* What is required
If a line in the listing below includes the string "contains", pull it out.

┏━━

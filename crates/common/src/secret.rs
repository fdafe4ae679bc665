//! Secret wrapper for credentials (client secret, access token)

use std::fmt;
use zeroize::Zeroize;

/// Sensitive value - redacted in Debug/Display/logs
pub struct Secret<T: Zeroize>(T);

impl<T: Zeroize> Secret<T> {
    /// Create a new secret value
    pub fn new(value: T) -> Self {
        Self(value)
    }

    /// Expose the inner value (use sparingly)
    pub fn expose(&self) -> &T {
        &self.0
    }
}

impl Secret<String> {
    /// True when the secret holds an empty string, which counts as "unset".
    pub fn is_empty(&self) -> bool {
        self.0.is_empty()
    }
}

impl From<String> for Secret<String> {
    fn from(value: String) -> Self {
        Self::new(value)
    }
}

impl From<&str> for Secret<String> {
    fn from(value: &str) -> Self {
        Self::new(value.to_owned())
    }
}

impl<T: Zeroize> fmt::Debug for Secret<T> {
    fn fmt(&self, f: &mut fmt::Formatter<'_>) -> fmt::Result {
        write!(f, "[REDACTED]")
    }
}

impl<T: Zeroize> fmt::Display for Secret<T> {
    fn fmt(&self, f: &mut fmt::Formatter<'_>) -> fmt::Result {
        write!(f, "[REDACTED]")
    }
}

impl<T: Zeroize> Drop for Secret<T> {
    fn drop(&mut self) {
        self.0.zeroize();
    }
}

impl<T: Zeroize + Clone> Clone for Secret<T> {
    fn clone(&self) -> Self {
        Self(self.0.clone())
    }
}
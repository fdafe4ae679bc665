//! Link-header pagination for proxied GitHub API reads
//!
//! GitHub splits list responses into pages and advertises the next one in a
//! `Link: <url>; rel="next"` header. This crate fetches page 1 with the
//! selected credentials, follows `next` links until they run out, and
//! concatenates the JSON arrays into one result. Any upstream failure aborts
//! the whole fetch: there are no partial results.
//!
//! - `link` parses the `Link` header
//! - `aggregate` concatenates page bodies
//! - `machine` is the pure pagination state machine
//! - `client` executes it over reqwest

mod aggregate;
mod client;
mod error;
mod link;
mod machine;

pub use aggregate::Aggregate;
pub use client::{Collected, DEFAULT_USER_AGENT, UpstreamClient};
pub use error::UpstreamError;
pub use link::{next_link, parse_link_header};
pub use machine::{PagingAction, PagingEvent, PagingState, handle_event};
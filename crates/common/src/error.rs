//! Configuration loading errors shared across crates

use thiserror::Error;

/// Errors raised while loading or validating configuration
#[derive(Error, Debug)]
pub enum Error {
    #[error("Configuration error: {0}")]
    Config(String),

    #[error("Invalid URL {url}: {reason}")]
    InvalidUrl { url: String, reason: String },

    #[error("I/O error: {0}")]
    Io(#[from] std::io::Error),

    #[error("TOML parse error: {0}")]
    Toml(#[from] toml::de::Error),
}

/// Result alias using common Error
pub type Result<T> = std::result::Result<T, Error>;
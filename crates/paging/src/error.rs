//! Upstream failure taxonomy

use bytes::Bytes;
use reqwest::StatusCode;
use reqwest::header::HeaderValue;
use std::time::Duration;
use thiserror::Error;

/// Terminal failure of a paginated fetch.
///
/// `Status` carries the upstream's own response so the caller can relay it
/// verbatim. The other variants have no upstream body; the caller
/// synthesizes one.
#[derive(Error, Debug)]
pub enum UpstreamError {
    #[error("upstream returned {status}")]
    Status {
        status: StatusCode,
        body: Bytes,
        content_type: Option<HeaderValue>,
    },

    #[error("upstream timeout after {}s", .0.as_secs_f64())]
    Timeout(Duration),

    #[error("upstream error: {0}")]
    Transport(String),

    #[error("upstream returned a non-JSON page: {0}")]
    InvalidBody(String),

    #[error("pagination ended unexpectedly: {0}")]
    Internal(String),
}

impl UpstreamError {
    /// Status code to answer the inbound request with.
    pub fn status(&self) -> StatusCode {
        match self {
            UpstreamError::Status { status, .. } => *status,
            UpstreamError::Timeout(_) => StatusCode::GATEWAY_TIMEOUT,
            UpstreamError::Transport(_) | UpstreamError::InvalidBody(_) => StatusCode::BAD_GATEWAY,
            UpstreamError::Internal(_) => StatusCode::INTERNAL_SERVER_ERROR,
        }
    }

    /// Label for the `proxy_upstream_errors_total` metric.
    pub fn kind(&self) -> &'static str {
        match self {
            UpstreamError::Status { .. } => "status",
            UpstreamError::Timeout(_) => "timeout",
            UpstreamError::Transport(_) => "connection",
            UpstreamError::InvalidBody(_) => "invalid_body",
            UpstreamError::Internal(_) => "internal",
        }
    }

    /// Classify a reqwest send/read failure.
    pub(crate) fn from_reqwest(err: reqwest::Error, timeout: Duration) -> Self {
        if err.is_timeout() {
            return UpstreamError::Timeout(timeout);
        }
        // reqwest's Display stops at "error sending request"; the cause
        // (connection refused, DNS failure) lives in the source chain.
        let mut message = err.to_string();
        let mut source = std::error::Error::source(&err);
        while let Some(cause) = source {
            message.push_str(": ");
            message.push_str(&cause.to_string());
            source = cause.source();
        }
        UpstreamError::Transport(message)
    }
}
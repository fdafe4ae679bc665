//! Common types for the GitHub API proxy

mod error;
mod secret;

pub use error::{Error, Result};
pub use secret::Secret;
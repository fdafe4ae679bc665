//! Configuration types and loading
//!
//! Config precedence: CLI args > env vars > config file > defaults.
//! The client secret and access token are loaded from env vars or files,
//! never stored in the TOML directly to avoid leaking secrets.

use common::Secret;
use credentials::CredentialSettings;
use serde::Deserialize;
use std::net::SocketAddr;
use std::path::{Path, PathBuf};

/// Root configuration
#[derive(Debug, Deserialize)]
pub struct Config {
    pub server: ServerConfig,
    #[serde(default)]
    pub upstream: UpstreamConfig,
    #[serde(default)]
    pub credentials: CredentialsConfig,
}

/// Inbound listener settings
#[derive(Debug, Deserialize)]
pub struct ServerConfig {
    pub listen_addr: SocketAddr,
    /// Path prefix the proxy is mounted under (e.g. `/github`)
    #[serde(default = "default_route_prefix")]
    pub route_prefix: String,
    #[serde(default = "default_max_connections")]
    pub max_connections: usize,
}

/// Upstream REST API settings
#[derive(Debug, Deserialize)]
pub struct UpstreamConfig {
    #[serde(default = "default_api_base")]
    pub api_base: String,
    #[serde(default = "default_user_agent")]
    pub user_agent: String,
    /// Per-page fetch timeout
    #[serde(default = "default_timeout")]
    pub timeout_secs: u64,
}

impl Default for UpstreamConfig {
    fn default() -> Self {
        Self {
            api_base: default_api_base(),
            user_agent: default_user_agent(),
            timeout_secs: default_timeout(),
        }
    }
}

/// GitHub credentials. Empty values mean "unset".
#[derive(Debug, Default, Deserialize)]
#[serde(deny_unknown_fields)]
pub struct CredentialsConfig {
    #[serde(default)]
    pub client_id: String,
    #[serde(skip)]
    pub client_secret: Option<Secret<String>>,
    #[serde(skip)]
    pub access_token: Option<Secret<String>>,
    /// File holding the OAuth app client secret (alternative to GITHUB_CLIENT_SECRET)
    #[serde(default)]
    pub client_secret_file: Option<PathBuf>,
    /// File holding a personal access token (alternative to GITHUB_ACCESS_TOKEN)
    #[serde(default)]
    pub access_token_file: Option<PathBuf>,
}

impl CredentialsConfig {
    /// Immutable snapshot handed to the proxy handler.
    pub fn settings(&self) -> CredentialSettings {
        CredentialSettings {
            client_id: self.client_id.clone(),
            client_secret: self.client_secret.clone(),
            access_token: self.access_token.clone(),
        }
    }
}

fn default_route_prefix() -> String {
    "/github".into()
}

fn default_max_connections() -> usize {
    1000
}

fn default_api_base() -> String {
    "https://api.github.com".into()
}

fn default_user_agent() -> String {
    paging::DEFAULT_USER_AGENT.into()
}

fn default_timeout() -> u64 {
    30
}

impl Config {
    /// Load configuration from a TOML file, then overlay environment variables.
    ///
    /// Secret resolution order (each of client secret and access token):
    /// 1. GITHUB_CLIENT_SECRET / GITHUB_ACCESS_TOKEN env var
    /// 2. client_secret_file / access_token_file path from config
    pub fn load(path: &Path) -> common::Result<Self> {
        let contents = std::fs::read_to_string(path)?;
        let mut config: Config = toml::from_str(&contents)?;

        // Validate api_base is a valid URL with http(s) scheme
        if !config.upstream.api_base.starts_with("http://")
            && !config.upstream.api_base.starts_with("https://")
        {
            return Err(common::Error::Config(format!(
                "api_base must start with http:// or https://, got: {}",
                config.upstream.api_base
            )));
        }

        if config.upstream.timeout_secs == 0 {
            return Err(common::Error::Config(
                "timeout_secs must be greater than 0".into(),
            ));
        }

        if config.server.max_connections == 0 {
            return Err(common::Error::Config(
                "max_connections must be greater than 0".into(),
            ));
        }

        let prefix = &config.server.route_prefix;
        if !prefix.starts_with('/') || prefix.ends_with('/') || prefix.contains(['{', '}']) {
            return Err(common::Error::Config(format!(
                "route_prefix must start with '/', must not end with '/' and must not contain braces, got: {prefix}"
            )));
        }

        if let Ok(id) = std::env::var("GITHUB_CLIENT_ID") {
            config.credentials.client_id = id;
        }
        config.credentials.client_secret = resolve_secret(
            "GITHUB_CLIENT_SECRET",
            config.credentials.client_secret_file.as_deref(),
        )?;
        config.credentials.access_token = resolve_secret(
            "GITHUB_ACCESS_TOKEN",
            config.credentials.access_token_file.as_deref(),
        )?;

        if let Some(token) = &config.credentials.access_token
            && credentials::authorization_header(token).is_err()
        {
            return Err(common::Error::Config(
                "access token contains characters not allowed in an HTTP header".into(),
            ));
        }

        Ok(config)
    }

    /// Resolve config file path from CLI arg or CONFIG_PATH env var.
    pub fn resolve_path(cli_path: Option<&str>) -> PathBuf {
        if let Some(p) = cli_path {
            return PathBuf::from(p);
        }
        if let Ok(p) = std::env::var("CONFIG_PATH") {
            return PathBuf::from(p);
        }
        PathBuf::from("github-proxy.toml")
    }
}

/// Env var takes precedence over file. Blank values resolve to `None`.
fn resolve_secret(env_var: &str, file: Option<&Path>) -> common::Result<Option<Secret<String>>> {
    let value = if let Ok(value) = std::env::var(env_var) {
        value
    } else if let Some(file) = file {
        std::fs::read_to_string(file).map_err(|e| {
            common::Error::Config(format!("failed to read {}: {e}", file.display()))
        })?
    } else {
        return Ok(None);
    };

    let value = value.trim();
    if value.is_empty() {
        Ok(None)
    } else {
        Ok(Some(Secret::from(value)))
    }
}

┗━━

* Task solution
        if !prefix.starts_with('/') || prefix.ends_with('/') || prefix.contains(['{', '}']) {
                "access token contains characters not allowed in an HTTP header".into(),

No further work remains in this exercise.